(一社)氣と丹田の合氣道会 楽心館

歩きスマホが奪う“気配”の感覚──現代人が忘れた本能と武道の教え

黄昏時の駅前の路地裏で、歩きスマホ&イヤホンの若い女性とすれ違う。
(おっと!)ぶつかる寸前、こちらが回避したが、彼女はそれさえ気づかぬように去って行った・・

こちらに害意があれば、なんの抵抗もできなかっただろう。
人が動物として持っているレーダーの電源が切れてるならば(切ってるならば)、彼女がこの先、災禍に巻き込まれずに無事で生存できる確率はかなり低いとみなければならない。

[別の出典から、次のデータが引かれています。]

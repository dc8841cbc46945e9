//! Roster Widget: the list of horses entered so far.
//!
//! Horse `n` (1-based) races in lane `n`. Horses past the last lane are
//! still listed but marked as having no lane.

use super::traits::Widget;
use crate::buffer::{Buffer, Cell, Modifiers, Rgb, Style};
use crate::horse::Horse;
use crate::layout::Rect;
use crate::race::LANE_COUNT;

const BG: Rgb = Rgb::new(28, 28, 36);
const HEADER: Style = Style::new(Rgb::new(150, 180, 255), BG);
const ENTRY: Style = Style::new(Rgb::new(220, 220, 220), BG);
const BENCHED: Style = Style::new(Rgb::new(120, 120, 120), BG);

/// Side panel listing horses with their lanes.
#[derive(Debug)]
pub struct RosterView {
    horses: Vec<Horse>,
    bounds: Rect,
    dirty: bool,
}

impl RosterView {
    /// Empty roster.
    pub const fn new(bounds: Rect) -> Self {
        Self {
            horses: Vec::new(),
            bounds,
            dirty: true,
        }
    }

    /// Replace the listed horses.
    pub fn set_horses(&mut self, horses: &[Horse]) {
        self.horses.clear();
        self.horses.extend_from_slice(horses);
        self.dirty = true;
    }

    /// Listed horses.
    pub fn horses(&self) -> &[Horse] {
        &self.horses
    }

    fn entry_line(index: usize, horse: &Horse) -> String {
        let lane = index + 1;
        if lane <= LANE_COUNT {
            format!(
                "{lane} {} {} ({:.1})",
                horse.symbol(),
                horse.name(),
                horse.confidence()
            )
        } else {
            format!("- {} {} (no lane)", horse.symbol(), horse.name())
        }
    }
}

impl Widget for RosterView {
    fn bounds(&self) -> Rect {
        self.bounds
    }

    fn set_bounds(&mut self, bounds: Rect) {
        self.bounds = bounds;
        self.dirty = true;
    }

    fn render(&self, buffer: &mut Buffer) {
        if self.bounds.is_empty() {
            return;
        }
        buffer.fill(self.bounds, Cell::new(' ').with_bg(BG));

        let Rect { x, y, .. } = self.bounds;
        let right = self.bounds.right();
        let title = format!("Horses ({})", self.horses.len());
        buffer.put_str(
            x + 1,
            y,
            right,
            &title,
            HEADER.with_modifiers(Modifiers::BOLD),
        );

        let rows = usize::from(self.bounds.height.saturating_sub(1));
        for (index, horse) in self.horses.iter().enumerate().take(rows) {
            let style = if index < LANE_COUNT { ENTRY } else { BENCHED };
            #[allow(clippy::cast_possible_truncation)]
            let row = y + 1 + index as u16;
            buffer.put_str(x + 1, row, right, &Self::entry_line(index, horse), style);
        }
    }

    fn needs_redraw(&self) -> bool {
        self.dirty
    }

    fn clear_redraw(&mut self) {
        self.dirty = false;
    }
}

#[cfg(test)]
mod tests {
    use super::*;

    #[test]
    fn test_roster_marks_horses_without_lane() {
        let horses: Vec<Horse> = ["Ace", "Bee", "Cob", "Dun"]
            .iter()
            .map(|name| Horse::new('H', *name, 0.5))
            .collect();
        let mut roster = RosterView::new(Rect::new(0, 0, 30, 6));
        roster.set_horses(&horses);

        let mut buffer = Buffer::new(30, 6);
        roster.render(&mut buffer);
        assert_eq!(buffer.row_text(0).trim_end(), " Horses (4)");
        assert_eq!(buffer.row_text(1).trim_end(), " 1 H Ace (0.5)");
        assert_eq!(buffer.row_text(3).trim_end(), " 3 H Cob (0.5)");
        assert_eq!(buffer.row_text(4).trim_end(), " - H Dun (no lane)");
    }

    #[test]
    fn test_roster_clips_to_height() {
        let horses = vec![Horse::new('H', "Ace", 0.5); 10];
        let mut roster = RosterView::new(Rect::new(0, 0, 20, 3));
        roster.set_horses(&horses);

        let mut buffer = Buffer::new(20, 4);
        roster.render(&mut buffer);
        assert_eq!(buffer.row_text(3).trim(), "");
    }
}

アフリカのサバンナで、ネコが腹を見せて寝てるようなもので、1日とて生き延びられまい。
でも・・あたりを見回せば、同様な方々ばかり。

歩きスマホが(珍しくもない風景)になってしまうとは・・。
周囲と隔絶して歩くことが、当たりまえだとは。

いつなんどき、暴漢がすれ違いざまに金品を奪うかもしれない・・
後ろから羽交い締めにさえるやもしれない・・
交通事故はもちろん、テロに遭遇するかもしれない・・
田舎のあぜ道だって、マムシを踏んでしまい、逆襲されるかもしれないのだ。

むろん、人は四六時中警戒しているわけにもいくまい、
それでも、万一遭遇した時は、出来る限りダメージを少なくしようと人は本能的に微弱なレーダーを放って気配を察知し、異変に備えてきた。

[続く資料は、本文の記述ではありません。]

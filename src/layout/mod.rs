//! Layout module: rectangle math and the fixed screen layout.
//!
//! ```text
//! ┌──────────────────────────────────────────────┐
//! │ header: title, race length field, key hints   │
//! ├───────────────────────────────┬──────────────┤
//! │ track: race text area         │ roster       │
//! │                               │              │
//! ├───────────────────────────────┴──────────────┤
//! │ status bar: notices and race state            │
//! └──────────────────────────────────────────────┘
//! ```

mod rect;

pub use rect::Rect;

/// Preferred roster column width.
const ROSTER_WIDTH: u16 = 30;

/// Screen regions for the paddock UI.
#[derive(Debug, Clone, Copy, PartialEq, Eq)]
pub struct AppLayout {
    /// Top line: title and race length.
    pub header: Rect,
    /// Race text area.
    pub track: Rect,
    /// Horse list.
    pub roster: Rect,
    /// Bottom line.
    pub status: Rect,
}

impl AppLayout {
    /// Compute regions for a terminal of the given size.
    ///
    /// The roster column is dropped when the terminal is too narrow.
    pub fn compute(width: u16, height: u16) -> Self {
        let screen = Rect::from_size(width, height);
        let (header, rest) = screen.split_vertical(1);
        let (body, status) = rest.split_vertical(rest.height.saturating_sub(1));

        let roster_width = if width >= ROSTER_WIDTH * 2 {
            ROSTER_WIDTH
        } else {
            0
        };
        let (track, roster) = body.split_horizontal(body.width - roster_width);

        Self {
            header,
            track,
            roster,
            status,
        }
    }
}

#[cfg(test)]
mod tests {
    use super::*;

    #[test]
    fn test_layout_standard_terminal() {
        let layout = AppLayout::compute(80, 24);
        assert_eq!(layout.header, Rect::new(0, 0, 80, 1));
        assert_eq!(layout.track, Rect::new(0, 1, 50, 22));
        assert_eq!(layout.roster, Rect::new(50, 1, 30, 22));
        assert_eq!(layout.status, Rect::new(0, 23, 80, 1));
    }

    #[test]
    fn test_layout_narrow_terminal_hides_roster() {
        let layout = AppLayout::compute(40, 10);
        assert!(layout.roster.is_empty());
        assert_eq!(layout.track.width, 40);
    }

    #[test]
    fn test_layout_tiny_terminal_does_not_panic() {
        let layout = AppLayout::compute(0, 0);
        assert!(layout.track.is_empty());
        let layout = AppLayout::compute(5, 1);
        assert!(layout.status.is_empty() || layout.track.is_empty());
    }
}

動物の中で決して強くない人類は、気配を察して生き延びてきた生き物だった。

剣術の基本稽古で、剣の打ち込みへの反応訓練がある。
いや、剣の動きが見えてからでは間に合わないから、反射神経というより、動き未満の「気配」を察知する稽古である。
真剣であれば命がないのだから。

動きの「起こり」、剣先の動きや、手足や目の表情が表面的な手がかりだが、相手が手練れだと、ほとんどどこにも信号を出さずに剣が飛び出てくる。

これまでの経験でいえば、視覚や聴覚で感知しようとしても、まず間に合わない。
(相手の内部で発動される“打ち込め”という微弱な信号)を、全身でなんとか察知するほかない。

「起こり」の気配を捉えるというわけだが、こちらのコンディションが悪ければ、不可能だ。
全身の皮膚細胞を「目」「耳」にして、対応するほかないのだから。

むろん、今の世の中で、真剣が自分に向かって振り下ろされるといった死活を分ける状況に出くわす確率はほとんど少ない。

しかし、事故や事件に巻き込まれる可能性は、都会ではかなり多い。
気配を察すれば回避できるチャンスはあるのに、気配に無感覚だと、災難圏に足を踏み入れてしまうことは、かなりの確度で生じる。

たとえば、頭上のクレーンで鉄骨を吊りあげている工事現場。
歩道に赤いコーンが置かれ、警備員が誘導し、歩行者の動線を規制しているが、現場が狭いと、万一鉄骨が落下したら、直接間接歩行者に危害が及ぶことは充分ありうる。

通り過ぎる際、クレーンの動きや吊られた鉄骨のバランスなどに(・・何かヘンな違和感)を感じたら、危険が顕在化する前に、その直観に従う。

万一、ワイヤーから鉄骨がずり落ちた場合でも、回避できるだけの間合いをあけて、大回りで通りすぎよう。
そのとき、歩きスマホでいたら、寸分の回避行動もとれまい。

毎日、(不慮の事故、事件)などの厄災がどこかで起きる。
交通事故、火災、通り魔、ひったくり、詐欺、暴行・・

ほとんどは、起きる直前、大なり小なり、微細なシグナルがあったはずだ。
(よくわからないが、なんか、ヘンな感じ)・・をキャッチし、(遠回りでも迂回していこう)的な危機回避能力は、現代では一層必要になっている気がする。

逆に、一般世間で人の気配を察することは、相手への気遣いでもあった。
狭い路地ですれ違う時は、先に気付いた方が相手を先に通してあげる。

見知らぬ者同士であっても、アイコンタクトで、(お互いさま)(ありがとう)と交わし合う。
そんな他人を気遣える者が大人とされた。

それが社会で生きるセキュリティーにつながったし、(つながり)感覚が心地よかった。
家庭や職場での対人関係でも「気配り」が大切だった。

それができない者は、「気が知れない」「気が利かない」者として、気味悪がられた。

合気道のみならず、武道はそもそも、身体感覚を最適化しておき、どんなことが起きても、居着くことなく、身体が自然に反応できることが稽古の大きな眼目。

たとえ武道に縁が無くても、家庭や職場で、「気配り」をルーティン化して身につけることは、コミュニケーション上も有効なトレーニングになるだろう。